*** Begin section ***
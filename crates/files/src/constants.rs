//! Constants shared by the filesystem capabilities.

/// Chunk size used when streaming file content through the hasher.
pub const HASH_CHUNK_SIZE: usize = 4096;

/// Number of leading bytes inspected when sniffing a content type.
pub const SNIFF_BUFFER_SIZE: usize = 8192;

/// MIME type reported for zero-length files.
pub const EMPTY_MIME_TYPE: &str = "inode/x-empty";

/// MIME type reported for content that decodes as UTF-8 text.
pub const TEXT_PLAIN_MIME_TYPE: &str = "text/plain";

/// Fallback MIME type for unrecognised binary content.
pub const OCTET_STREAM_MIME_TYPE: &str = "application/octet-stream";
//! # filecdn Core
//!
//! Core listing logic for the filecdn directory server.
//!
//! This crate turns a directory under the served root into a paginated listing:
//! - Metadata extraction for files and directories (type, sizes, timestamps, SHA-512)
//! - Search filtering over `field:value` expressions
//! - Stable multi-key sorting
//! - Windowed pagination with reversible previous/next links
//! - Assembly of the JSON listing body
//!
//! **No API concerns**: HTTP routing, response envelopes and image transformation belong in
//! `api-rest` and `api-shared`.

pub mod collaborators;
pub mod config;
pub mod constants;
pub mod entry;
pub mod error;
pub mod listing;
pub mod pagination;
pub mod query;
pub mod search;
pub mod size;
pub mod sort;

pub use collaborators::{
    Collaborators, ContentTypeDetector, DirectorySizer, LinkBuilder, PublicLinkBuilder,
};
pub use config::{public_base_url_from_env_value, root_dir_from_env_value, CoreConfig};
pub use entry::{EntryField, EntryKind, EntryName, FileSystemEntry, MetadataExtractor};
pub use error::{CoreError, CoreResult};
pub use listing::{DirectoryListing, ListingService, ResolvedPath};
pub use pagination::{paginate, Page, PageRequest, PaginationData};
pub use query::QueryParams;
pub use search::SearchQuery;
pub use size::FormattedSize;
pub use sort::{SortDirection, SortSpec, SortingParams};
*** End section ***
Using the material above, quote the first line and each line after it, stopping at and including the line that holds "pub const EMPTY_MIME_TYPE: &str".

filename crates/files/src/constants.rs
//! Constants shared by the filesystem capabilities.

/// Chunk size used when streaming file content through the hasher.
pub const HASH_CHUNK_SIZE: usize = 4096;

/// Number of leading bytes inspected when sniffing a content type.
pub const SNIFF_BUFFER_SIZE: usize = 8192;

/// MIME type reported for zero-length files.
pub const EMPTY_MIME_TYPE: &str = "inode/x-empty";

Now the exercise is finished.